18 Wednesday Dec 2013

Posted by FKAjason in Captain Atom's Family, Espionage

≈ 3 Comments

Tags

Augustin Mas, Bob Smith, Captain Atom, Cary Bates, Dr. Megala, General Eiling, Greg Weisman, Major Force, Martin Allard, Modern Age Captain Atom, Nansi Hoolahan, Pat Broderick, Randall Eiling/Randy Adam

“Sweet Dreams Major Force”

  • Writers: Cary Bates & Greg Weisman
  • Pencils:  Pat Broderick
  • Inks:  Bob Smith
  • Colors:  Nansi Hoolahan
  • Letters:  Agustin Mas

What do you do when you create a super-hero so powerful he could give the God-like Superman a run for his money?  Who can you pit such a character against?  You can’t have him butting heads with other super-heroes all the time, can you?  No.  You create an all-new super-villain with comparable powers as a foil.  But first you try to pass him off as a super-hero.  And hope he never stuffs anyone’s dead girlfriend into a refrigerator.

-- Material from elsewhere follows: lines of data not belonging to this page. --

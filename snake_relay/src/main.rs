// CLI entry point for the snake relay.
//
// Starts a standalone relay server that game clients connect to. The relay
// pairs players and forwards their commands; it never runs the game. See
// `server.rs` for the networking architecture and `dispatcher.rs` for the
// session rules.
//
// Configuration is layered: built-in defaults, then an optional JSON file
// (`--config`), then individual flags. Logging goes through `env_logger`;
// `RUST_LOG` overrides the level chosen here.

use std::path::PathBuf;
use std::process::ExitCode;
use std::thread;
use std::time::Duration;

use clap::{Parser, ValueEnum};
use log::{error, info};

use snake_relay::config::{RelayConfig, TransportKind};
use snake_relay::server::start_relay;

#[derive(Clone, Copy, Debug, ValueEnum)]
enum TransportArg {
    Tcp,
    Udp,
}

impl From<TransportArg> for TransportKind {
    fn from(arg: TransportArg) -> Self {
        match arg {
            TransportArg::Tcp => TransportKind::Tcp,
            TransportArg::Udp => TransportKind::Udp,
        }
    }
}

/// Two-player snake matchmaking relay.
#[derive(Parser, Debug)]
#[command(name = "relay", version, about)]
struct Args {
    /// JSON config file; flags below override its values.
    #[arg(long)]
    config: Option<PathBuf>,

    /// Address to bind.
    #[arg(long)]
    host: Option<String>,

    /// Listen port (default: 7777).
    #[arg(long)]
    port: Option<u16>,

    /// Transport to listen on.
    #[arg(long, value_enum)]
    transport: Option<TransportArg>,

    /// Seat TCP clients on connect (lobby clients) instead of waiting for JOIN.
    #[arg(long)]
    auto_join: bool,

    /// Disconnect TCP clients silent for this many seconds (0 = never).
    #[arg(long)]
    idle_timeout_secs: Option<u64>,

    /// Log per-frame traffic.
    #[arg(short, long)]
    verbose: bool,
}

fn main() -> ExitCode {
    let args = Args::parse();

    let default_level = if args.verbose { "debug" } else { "info" };
    env_logger::Builder::from_env(env_logger::Env::default().default_filter_or(default_level))
        .init();

    let config = match build_config(&args) {
        Ok(config) => config,
        Err(e) => {
            error!("{e}");
            return ExitCode::FAILURE;
        }
    };

    let (_handle, addr) = match start_relay(config) {
        Ok(result) => result,
        Err(e) => {
            error!("failed to start relay: {e}");
            return ExitCode::FAILURE;
        }
    };

    info!("relay running on {addr}; stop with Ctrl+C");

    // The relay threads do all the work. SIGINT/SIGTERM end the process,
    // which closes every socket with it.
    loop {
        thread::sleep(Duration::from_secs(60));
    }
}

fn build_config(args: &Args) -> Result<RelayConfig, snake_relay::RelayError> {
    let mut config = match &args.config {
        Some(path) => RelayConfig::from_json_file(path)?,
        None => RelayConfig::default(),
    };
    if let Some(host) = &args.host {
        config.host = host.clone();
    }
    if let Some(port) = args.port {
        config.port = port;
    }
    if let Some(transport) = args.transport {
        config.transport = transport.into();
    }
    if args.auto_join {
        config.auto_join = true;
    }
    if let Some(secs) = args.idle_timeout_secs {
        config.idle_timeout_secs = Some(secs);
    }
    Ok(config)
}
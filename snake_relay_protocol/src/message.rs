// Protocol commands for client-relay communication.
//
// Every frame on the wire is `KIND|payload`. `CommandKind` is the closed set
// of kinds, one variant per wire token. Both client families of the game are
// covered, so alias pairs exist: the console client speaks `GAME`, `MOVE` and
// `LEAVE`, the lobby client speaks `GAMESTATE`, `DIRECTION` and `DISCONNECT`.
// Aliases stay distinct variants so the relay can forward a command under the
// token it arrived with; `is_movement`/`is_lifecycle`/`is_departure` group
// them for dispatch.
//
// `Command` pairs a kind with its payload. The payload is kept as the original
// string (the relay forwards it verbatim); typed views are available through
// `payload_as` and the types in `types.rs`.

use std::fmt;
use std::str::FromStr;

use crate::ProtocolError;
use crate::types::{Direction, FoodPosition, GameSignal, Role};

/// Separator between the kind and the payload of a frame.
pub const FIELD_SEPARATOR: char = '|';

/// Every command type understood by the relay or its clients.
#[derive(Clone, Copy, Debug, PartialEq, Eq, Hash)]
pub enum CommandKind {
    /// Client asks to be seated (payload: player name).
    Join,
    /// Server tells a console client its role (payload: `Player1`/`Player2`).
    AssignRole,
    /// Lifecycle signal, console spelling.
    Game,
    /// Lifecycle signal, lobby spelling.
    GameState,
    /// Movement intent, console spelling.
    Move,
    /// Movement intent, lobby spelling.
    Direction,
    /// Food placement (payload: `x_y`).
    FoodPosition,
    /// Client departure, console spelling.
    Leave,
    /// Client departure, lobby spelling.
    Disconnect,
    /// Server tells a lobby client its slot index.
    YourId,
    /// Server ends the session (payload: free-text reason).
    End,
    /// Console host asks to start the game (payload ignored).
    Start,
}

impl CommandKind {
    pub const ALL: [CommandKind; 12] = [
        CommandKind::Join,
        CommandKind::AssignRole,
        CommandKind::Game,
        CommandKind::GameState,
        CommandKind::Move,
        CommandKind::Direction,
        CommandKind::FoodPosition,
        CommandKind::Leave,
        CommandKind::Disconnect,
        CommandKind::YourId,
        CommandKind::End,
        CommandKind::Start,
    ];

    pub fn as_str(self) -> &'static str {
        match self {
            CommandKind::Join => "JOIN",
            CommandKind::AssignRole => "ASSIGN_ROLE",
            CommandKind::Game => "GAME",
            CommandKind::GameState => "GAMESTATE",
            CommandKind::Move => "MOVE",
            CommandKind::Direction => "DIRECTION",
            CommandKind::FoodPosition => "FOOD_POSITION",
            CommandKind::Leave => "LEAVE",
            CommandKind::Disconnect => "DISCONNECT",
            CommandKind::YourId => "YOUR_ID",
            CommandKind::End => "END",
            CommandKind::Start => "START",
        }
    }

    /// `MOVE` or `DIRECTION`.
    pub fn is_movement(self) -> bool {
        matches!(self, CommandKind::Move | CommandKind::Direction)
    }

    /// `GAME` or `GAMESTATE`.
    pub fn is_lifecycle(self) -> bool {
        matches!(self, CommandKind::Game | CommandKind::GameState)
    }

    /// `LEAVE` or `DISCONNECT`.
    pub fn is_departure(self) -> bool {
        matches!(self, CommandKind::Leave | CommandKind::Disconnect)
    }

    /// Kinds only the server is supposed to send.
    pub fn is_server_only(self) -> bool {
        matches!(
            self,
            CommandKind::AssignRole | CommandKind::YourId | CommandKind::End
        )
    }
}

impl fmt::Display for CommandKind {
    fn fmt(&self, f: &mut fmt::Formatter<'_>) -> fmt::Result {
        f.write_str(self.as_str())
    }
}

impl FromStr for CommandKind {
    type Err = ProtocolError;

    fn from_str(s: &str) -> Result<Self, Self::Err> {
        CommandKind::ALL
            .into_iter()
            .find(|kind| kind.as_str() == s)
            .ok_or_else(|| ProtocolError::UnknownKind(s.to_owned()))
    }
}

/// One protocol message: a kind and its (untyped) payload.
#[derive(Clone, Debug, PartialEq, Eq)]
pub struct Command {
    pub kind: CommandKind,
    pub payload: String,
}

impl Command {
    pub fn new(kind: CommandKind, payload: impl Into<String>) -> Self {
        Self {
            kind,
            payload: payload.into(),
        }
    }

    pub fn join(player_name: &str) -> Self {
        Self::new(CommandKind::Join, player_name)
    }

    pub fn assign_role(role: Role) -> Self {
        Self::new(CommandKind::AssignRole, role.as_str())
    }

    pub fn your_id(slot: usize) -> Self {
        Self::new(CommandKind::YourId, slot.to_string())
    }

    pub fn game(signal: GameSignal) -> Self {
        Self::new(CommandKind::Game, signal.as_str())
    }

    pub fn game_state(signal: GameSignal) -> Self {
        Self::new(CommandKind::GameState, signal.as_str())
    }

    pub fn movement(direction: Direction) -> Self {
        Self::new(CommandKind::Move, direction.as_str())
    }

    pub fn food_position(position: FoodPosition) -> Self {
        Self::new(CommandKind::FoodPosition, position.to_string())
    }

    pub fn leave() -> Self {
        Self::new(CommandKind::Leave, "")
    }

    pub fn start() -> Self {
        Self::new(CommandKind::Start, "NOW")
    }

    pub fn end(reason: &str) -> Self {
        Self::new(CommandKind::End, reason)
    }

    /// Parse the payload as one of the typed payloads in `types.rs`.
    pub fn payload_as<T>(&self) -> Result<T, ProtocolError>
    where
        T: FromStr<Err = ProtocolError>,
    {
        self.payload.parse()
    }

    /// Render as wire text, without any frame terminator.
    pub fn encode(&self) -> String {
        self.to_string()
    }

    /// Decode one frame. Splits on the first separator only, so the payload
    /// may itself contain `|`. Trailing CR/LF is ignored.
    pub fn decode(frame: &[u8]) -> Result<Self, ProtocolError> {
        let text = std::str::from_utf8(frame)
            .map_err(|_| ProtocolError::Malformed(String::from_utf8_lossy(frame).into_owned()))?;
        let text = text.trim_end_matches(['\r', '\n']);
        let (kind, payload) = text
            .split_once(FIELD_SEPARATOR)
            .ok_or_else(|| ProtocolError::Malformed(text.to_owned()))?;
        Ok(Self {
            kind: kind.parse()?,
            payload: payload.to_owned(),
        })
    }
}

impl fmt::Display for Command {
    fn fmt(&self, f: &mut fmt::Formatter<'_>) -> fmt::Result {
        write!(f, "{}{FIELD_SEPARATOR}{}", self.kind, self.payload)
    }
}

It was November 3, 1987 that this issue was published (cover dated February 1988).  Captain Atom was no longer a freshman in the DC Universe.  It was the 38th appearance of the character since his reboot a year prior.  He’d made a name for himself in the pages of his own book and had played an essential role in Millennium.  Time for the Captain to face a new and deadly foe…

But not yet.  That’s still to come in Captain Atom Annual #1.  This issue is merely paving the way.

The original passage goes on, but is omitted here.